Or, il s'avère que les détenus n'en veulent pas ! et ces photos le démontrent amplement. Un récent témoignage sur France Info indiquait que le détenu interviewé préférait la prison parce qu'en contrainte pénale il se devait de suivre les conseils d'un psy, chercher un travail, bref mener une vie "normale" alors qu'en prison relate la déléguée FO pénitentiaire à BFMTV Catherine Forzi, du syndicat pénitentiaire Force Ouvrière : "La sécurité n'existe plus aujourd'hui. On ne peut plus fouiller les détenus depuis l'article 57 (de la loi pénitentiaire de 2009, NDLR), et c'est la porte ouverte à tout, tout rentre au sein de la prison. On voit cela aujourd'hui, mais on ne sait pas ce qui pourrait rentrer un autre jour. Ca devient dangereux". La responsable syndicale a par ailleurs évoqué, dans les colonnes de La Provence, le fait que les détenus "ont tous des téléphones portables, le sport, l'école, des activités, la télévision avec en prime Canal+, alors que la majorité des gens à l'extérieur n'ont pas les moyens de se payer l'abonnement". "Ce n'est plus une prison, c'est un centre de vacances", regrette-t-elle.

On peut bien sûr relativiser ce témoignage, parler toujours de "domination", d'"enfermement" dans les colloques concernant la prison alors que d'anciens spécialistes en criminologie (lorsque celle-ci existait encore comme discipline à part entière – on lui a refusé sa place à l'Université dernièrement-au lieu d'être remplacé par la sociologie pénale) expliquaient que ce qui se passe en prison n'a rien à voir avec le phénomène carcéral et bien plus avec la vie sociale tramée de recherche du pouvoir des richesses et du prestige. Mais en France (comme aux USA jusque dans les années 80) on s'arcboute sur l'idée fausse que la notion de sanction doit être allégée alors qu'elle symbolise le prix à payer lorsque l'on rompt le pacte social celui de la citoyenneté c'est-à-dire l'égalité des droits et la liberté de jouir de ses biens.

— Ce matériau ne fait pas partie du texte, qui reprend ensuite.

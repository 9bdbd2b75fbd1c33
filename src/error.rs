pub type LaureaResult<T> = Result<T, LaureaError>;

#[derive(thiserror::Error, Debug)]
pub enum LaureaError {
    #[error("validation error: {0}")]
    Validation(String),

    #[error("render error: {0}")]
    Render(String),

    #[error("export error: {0}")]
    Export(String),

    /// A newer render generation started before this one finished loading
    /// its assets; the stale result was discarded.
    #[error("render superseded by a newer generation")]
    Superseded,

    #[error(transparent)]
    Other(#[from] anyhow::Error),
}

impl LaureaError {
    pub fn validation(msg: impl Into<String>) -> Self {
        Self::Validation(msg.into())
    }

    pub fn render(msg: impl Into<String>) -> Self {
        Self::Render(msg.into())
    }

    pub fn export(msg: impl Into<String>) -> Self {
        Self::Export(msg.into())
    }
}
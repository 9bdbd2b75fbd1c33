/// Fallback display name used when a profile carries no usable name at all.
pub const DEFAULT_DISPLAY_NAME: &str = "Student";

/// A user profile as the surrounding product hands it over.
///
/// Only the display name matters to the renderer; it is resolved once per
/// render and treated as opaque afterwards.
#[derive(Clone, Debug, Default, serde::Serialize, serde::Deserialize)]
pub struct RecipientProfile {
    pub full_name: Option<String>,
    pub first_name: Option<String>,
    pub last_name: Option<String>,
    pub username: Option<String>,
    pub email: Option<String>,
}

impl RecipientProfile {
    pub fn named(full_name: impl Into<String>) -> Self {
        Self {
            full_name: Some(full_name.into()),
            ..Self::default()
        }
    }

    /// Resolve the display name: full name, then "first last", then
    /// username, then email, then [`DEFAULT_DISPLAY_NAME`].
    pub fn display_name(&self) -> String {
        if let Some(name) = non_empty(self.full_name.as_deref()) {
            return name.to_string();
        }

        let first = non_empty(self.first_name.as_deref());
        let last = non_empty(self.last_name.as_deref());
        match (first, last) {
            (Some(f), Some(l)) => return format!("{f} {l}"),
            (Some(f), None) => return f.to_string(),
            (None, Some(l)) => return l.to_string(),
            (None, None) => {}
        }

        if let Some(username) = non_empty(self.username.as_deref()) {
            return username.to_string();
        }
        if let Some(email) = non_empty(self.email.as_deref()) {
            return email.to_string();
        }
        DEFAULT_DISPLAY_NAME.to_string()
    }
}

fn non_empty(s: Option<&str>) -> Option<&str> {
    s.map(str::trim).filter(|s| !s.is_empty())
}

#[cfg(test)]
mod tests {
    use super::*;

    #[test]
    fn full_name_wins() {
        let p = RecipientProfile {
            full_name: Some("Ana Lima".to_string()),
            first_name: Some("Other".to_string()),
            username: Some("alima".to_string()),
            ..Default::default()
        };
        assert_eq!(p.display_name(), "Ana Lima");
    }

    #[test]
    fn first_last_when_full_name_missing() {
        let p = RecipientProfile {
            first_name: Some("Ana".to_string()),
            last_name: Some("Lima".to_string()),
            email: Some("a@example.com".to_string()),
            ..Default::default()
        };
        assert_eq!(p.display_name(), "Ana Lima");
    }

    #[test]
    fn partial_name_is_used_alone() {
        let p = RecipientProfile {
            last_name: Some("Lima".to_string()),
            ..Default::default()
        };
        assert_eq!(p.display_name(), "Lima");
    }

    #[test]
    fn username_then_email_then_default() {
        let p = RecipientProfile {
            username: Some("alima".to_string()),
            email: Some("a@example.com".to_string()),
            ..Default::default()
        };
        assert_eq!(p.display_name(), "alima");

        let p = RecipientProfile {
            email: Some("a@example.com".to_string()),
            ..Default::default()
        };
        assert_eq!(p.display_name(), "a@example.com");

        assert_eq!(RecipientProfile::default().display_name(), "Student");
    }

    #[test]
    fn whitespace_only_fields_are_skipped() {
        let p = RecipientProfile {
            full_name: Some("   ".to_string()),
            username: Some(" alima ".to_string()),
            ..Default::default()
        };
        assert_eq!(p.display_name(), "alima");
    }
}
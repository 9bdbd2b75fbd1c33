//! Exporter: idempotent encodings of a finished [`Artifact`].
//!
//! Every operation here only reads the artifact, so repeated and
//! concurrent exports of the same render are safe.

use std::{
    io::Cursor,
    path::{Path, PathBuf},
};

use anyhow::Context;
use base64::Engine as _;

use crate::{
    error::{LaureaError, LaureaResult},
    render::Artifact,
};

/// Fixed filename for the downloadable raster export.
pub const DOWNLOAD_FILENAME: &str = "certificate.png";

/// Encode the artifact as PNG bytes (straight alpha).
pub fn encode_png(artifact: &Artifact) -> LaureaResult<Vec<u8>> {
    let expected = artifact.width as usize * artifact.height as usize * 4;
    if artifact.rgba8_premul.len() != expected {
        return Err(LaureaError::export("artifact byte length mismatch"));
    }

    let mut rgba = artifact.rgba8_premul.clone();
    unpremultiply_rgba8_in_place(&mut rgba);

    let img = image::RgbaImage::from_raw(artifact.width, artifact.height, rgba)
        .ok_or_else(|| LaureaError::export("artifact does not form an image buffer"))?;

    let mut out = Vec::new();
    image::DynamicImage::ImageRgba8(img)
        .write_to(&mut Cursor::new(&mut out), image::ImageFormat::Png)
        .context("encode certificate png")?;
    Ok(out)
}

/// Encode the artifact as a `data:image/png;base64,` URL.
pub fn png_data_url(artifact: &Artifact) -> LaureaResult<String> {
    let png = encode_png(artifact)?;
    let b64 = base64::engine::general_purpose::STANDARD.encode(&png);
    Ok(format!("data:image/png;base64,{b64}"))
}

/// Write the PNG export into `dir` under the fixed [`DOWNLOAD_FILENAME`].
pub fn save_png(artifact: &Artifact, dir: &Path) -> LaureaResult<PathBuf> {
    let png = encode_png(artifact)?;
    let path = dir.join(DOWNLOAD_FILENAME);
    std::fs::write(&path, png).with_context(|| format!("write png '{}'", path.display()))?;
    tracing::debug!(path = %path.display(), "wrote certificate png");
    Ok(path)
}

/// Build the standalone print document: a passive HTML wrapper embedding
/// the PNG as a data URL, with exactly two controls (print and close) and
/// a print-media rule that hides the toolbar, strips the decorative
/// framing and scales the image to full page width.
pub fn print_document(artifact: &Artifact, title: &str) -> LaureaResult<String> {
    let data_url = png_data_url(artifact)?;
    let title = escape_html(title);

    Ok(format!(
        r#"<!DOCTYPE html>
<html lang="en">
<head>
<meta charset="utf-8">
<title>{title}</title>
<style>
  body {{
    margin: 0;
    padding: 24px;
    background: #525659;
    display: flex;
    flex-direction: column;
    align-items: center;
    gap: 16px;
  }}
  .toolbar {{ display: flex; gap: 8px; }}
  .toolbar button {{ padding: 8px 20px; font-size: 14px; cursor: pointer; }}
  img.certificate {{ max-width: 100%; box-shadow: 0 4px 18px rgba(0, 0, 0, 0.5); }}
  @media print {{
    body {{ margin: 0; padding: 0; background: none; }}
    .toolbar {{ display: none; }}
    img.certificate {{ width: 100%; max-width: none; box-shadow: none; }}
  }}
</style>
</head>
<body>
<div class="toolbar">
  <button onclick="window.print()">Print</button>
  <button onclick="window.close()">Close</button>
</div>
<img class="certificate" src="{data_url}" alt="{title}">
</body>
</html>
"#
    ))
}

fn unpremultiply_rgba8_in_place(rgba: &mut [u8]) {
    for px in rgba.chunks_exact_mut(4) {
        let a = px[3] as u32;
        if a == 0 || a == 255 {
            continue;
        }
        px[0] = ((px[0] as u32 * 255 + a / 2) / a).min(255) as u8;
        px[1] = ((px[1] as u32 * 255 + a / 2) / a).min(255) as u8;
        px[2] = ((px[2] as u32 * 255 + a / 2) / a).min(255) as u8;
    }
}

fn escape_html(s: &str) -> String {
    s.replace('&', "&amp;")
        .replace('<', "&lt;")
        .replace('>', "&gt;")
        .replace('"', "&quot;")
}

#[cfg(test)]
mod tests {
    use super::*;

    fn tiny_artifact() -> Artifact {
        Artifact {
            width: 2,
            height: 1,
            rgba8_premul: vec![255, 0, 0, 255, 0, 64, 0, 128],
        }
    }

    #[test]
    fn encode_png_roundtrips_dimensions() {
        let png = encode_png(&tiny_artifact()).unwrap();
        let decoded = image::load_from_memory(&png).unwrap();
        assert_eq!((decoded.width(), decoded.height()), (2, 1));
    }

    #[test]
    fn encode_png_rejects_truncated_buffer() {
        let mut artifact = tiny_artifact();
        artifact.rgba8_premul.pop();
        assert!(encode_png(&artifact).is_err());
    }

    #[test]
    fn data_url_has_png_prefix() {
        let url = png_data_url(&tiny_artifact()).unwrap();
        assert!(url.starts_with("data:image/png;base64,"));
        assert!(url.len() > "data:image/png;base64,".len());
    }

    #[test]
    fn save_png_uses_fixed_filename() {
        let dir = std::env::temp_dir().join(format!("laurea_test_{}", std::process::id()));
        std::fs::create_dir_all(&dir).unwrap();
        let path = save_png(&tiny_artifact(), &dir).unwrap();
        assert_eq!(path.file_name().unwrap(), "certificate.png");
        assert!(path.exists());
        let _ = std::fs::remove_dir_all(&dir);
    }

    #[test]
    fn print_document_is_a_passive_wrapper() {
        let doc = print_document(&tiny_artifact(), "Certificate — Test").unwrap();

        assert_eq!(doc.matches("<img").count(), 1);
        assert!(doc.contains("data:image/png;base64,"));
        assert_eq!(doc.matches("<button").count(), 2);
        assert!(doc.contains("window.print()"));
        assert!(doc.contains("window.close()"));

        // The print-media rule hides the controls and fills the page.
        let media = doc.split("@media print").nth(1).expect("print media rule");
        assert!(media.contains(".toolbar { display: none; }"));
        assert!(media.contains("width: 100%"));

        // No scripts beyond the two inline control handlers.
        assert!(!doc.contains("<script"));
    }

    #[test]
    fn print_document_escapes_title() {
        let doc = print_document(&tiny_artifact(), "<Org> & Co").unwrap();
        assert!(doc.contains("&lt;Org&gt; &amp; Co"));
        assert!(!doc.contains("<Org>"));
    }
}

Ce n'est pas tout. Observez que non seulement les juges décident en matière pénale, en matière économique, mais aussi en matière architecturale : ainsi alors que les voix,  s'indignant naguère que la cour carrée du Louvre se trouvât violentée avec la venue des trois pyramides de verre, avaient été traitées là aussi de voix réactionnaires, le fait que des juges "administratifs" estiment aujourd'hui  que la façade de verre prévue pour la rénovation de l'immeuble de la Samaritaine entre en "dissonance" avec l'environnement haussmanien, n'a par contre  guère été critiqué par les grands gardiens et maîtres de cérémonie de l'idéologie dite "progressiste" qui s'avère être en fait une idéologie moralisatrice ennuyeuse et poussiéreuse à souhait comme s'en moquent à juste titre les détenus des Baumettes qui ne font que rappeler le réel humain.

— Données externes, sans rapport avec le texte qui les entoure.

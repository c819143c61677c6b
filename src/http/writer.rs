use anyhow::{Context, Result};
use tokio::fs::File;
use tokio::io::{AsyncBufReadExt, AsyncWrite, AsyncWriteExt, BufReader};
use tracing::debug;

use crate::http::file::ResolvedFile;
use crate::http::response::{NOT_FOUND_BODY, ResponseHead};
use crate::http::template::render_bytes;

/// Writes the status line and headers. Must precede any body bytes.
pub async fn write_head<W>(out: &mut W, head: &ResponseHead) -> Result<()>
where
    W: AsyncWrite + Unpin,
{
    out.write_all(&head.to_bytes())
        .await
        .context("writing response head")?;
    Ok(())
}

/// Writes the response body.
///
/// A readable file is streamed line by line through the template
/// substitution, each line followed by a single `\n`. Anything else gets the
/// fixed 404 page.
pub async fn write_content<W>(out: &mut W, file: &ResolvedFile, date: &str) -> Result<()>
where
    W: AsyncWrite + Unpin,
{
    let Some(path) = file.readable_path() else {
        out.write_all(NOT_FOUND_BODY.as_bytes())
            .await
            .context("writing 404 body")?;
        return Ok(());
    };

    debug!(path = %path.display(), "Serving file");

    let handle = File::open(path)
        .await
        .with_context(|| format!("reopening {}", path.display()))?;
    let mut reader = BufReader::new(handle);
    let mut line = Vec::new();

    loop {
        line.clear();
        let n = reader
            .read_until(b'\n', &mut line)
            .await
            .with_context(|| format!("reading {}", path.display()))?;
        if n == 0 {
            break;
        }

        strip_terminator(&mut line);

        out.write_all(&render_bytes(&line, date)).await?;
        out.write_all(b"\n").await?;
    }

    Ok(())
}

fn strip_terminator(line: &mut Vec<u8>) {
    if line.last() == Some(&b'\n') {
        line.pop();
        if line.last() == Some(&b'\r') {
            line.pop();
        }
    }
}
use std::time::{Duration, UNIX_EPOCH};

use webworker::http::response::{
    NOT_FOUND_BODY, ResponseHead, StatusCode, format_date,
};

const DATE: &str = "Sun, 06 Nov 1994 08:49:37 GMT";

#[test]
fn test_status_code_as_u16() {
    assert_eq!(StatusCode::Ok.as_u16(), 200);
    assert_eq!(StatusCode::NotFound.as_u16(), 404);
}

#[test]
fn test_status_code_reason_phrase() {
    assert_eq!(StatusCode::Ok.reason_phrase(), "OK");
    assert_eq!(StatusCode::NotFound.reason_phrase(), "NOT FOUND");
}

#[test]
fn test_status_from_probe_outcome() {
    assert_eq!(StatusCode::from_readable(true), StatusCode::Ok);
    assert_eq!(StatusCode::from_readable(false), StatusCode::NotFound);
}

#[test]
fn test_head_ok_exact_bytes() {
    let head = ResponseHead::new(StatusCode::Ok, DATE, "text/html");

    let expected = format!(
        "HTTP/1.1 200 OK\n\
         Date: {DATE}\n\
         Server: Jon's very own server\n\
         Connection: close\n\
         Content-Type: text/html\n\n"
    );
    assert_eq!(String::from_utf8(head.to_bytes()).unwrap(), expected);
}

#[test]
fn test_head_not_found_status_line() {
    let head = ResponseHead::new(StatusCode::NotFound, DATE, "text/html");
    let text = String::from_utf8(head.to_bytes()).unwrap();

    assert!(text.starts_with("HTTP/1.1 404 NOT FOUND\n"));
}

#[test]
fn test_head_has_no_content_length() {
    let head = ResponseHead::new(StatusCode::Ok, DATE, "text/plain");
    let text = String::from_utf8(head.to_bytes()).unwrap();

    assert!(!text.contains("Content-Length"));
    assert!(text.contains("Content-Type: text/plain\n"));
}

#[test]
fn test_head_ends_with_single_blank_line() {
    let head = ResponseHead::new(StatusCode::Ok, DATE, "text/html");
    let text = String::from_utf8(head.to_bytes()).unwrap();

    assert!(text.ends_with("\n\n"));
    assert!(!text.ends_with("\n\n\n"));
    assert_eq!(text.matches("\n\n").count(), 1);
}

#[test]
fn test_format_date_is_rfc1123() {
    let time = UNIX_EPOCH + Duration::from_secs(784111777);
    assert_eq!(format_date(time), DATE);
}

#[test]
fn test_not_found_body() {
    assert_eq!(
        NOT_FOUND_BODY,
        "<html><head></head><body>\n<h3>404 NOT FOUND</h3>\n</body></html>\n"
    );
}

On peut multiplier les exemples (aéroports, central park, autocars dénigrés par une Duflot hors sol), jusqu'à peut-être se demander si ces excès de moralisme crémeux ne viennent pas cacher un vide et un cynisme sidéral repérable à la fois dans la décomposition des moeurs, telles qu'acheter et vendre des enfants (via la GPA autorisée de fait par la circulaire Taubira) voire accepter que l'on puisse se débarrasser d'un foetus humain (jusqu'à six mois aux Pays Bas, au Canada, en Espagne, trois mois et demi en France) comme l'on noie au fond un petit chat en surnombre (remarque justement Chantal Delsol dans une récente tribune de V.A). Sauf que dire cela, du moins poser la question vous catalogue d'emblée de "réactionnaire" alors que la réalité encore une fois est bien plus complexe, ainsi une Florence Aubenas dans livre " En France" a relaté sur Europe 1 qu'elle a interviewé une jeune fille de 16 ans expliquant que le bébé qu'elle portait avait été sa "solution" pour stabiliser une vie chaotique alors qu'avorter n'aurait fait peut-être que l'empirer. Dire cela n'implique pas de revenir sur la loi Veil mais souligne déjà que cet acte n'est pas une simple opération, de plus il semble bien que les faiseuses d'ange continuent de sévir car les dépassements de délais abondent, ce qui implique que les voyages en Belgique aux Pays Bas ne ralentissent pas.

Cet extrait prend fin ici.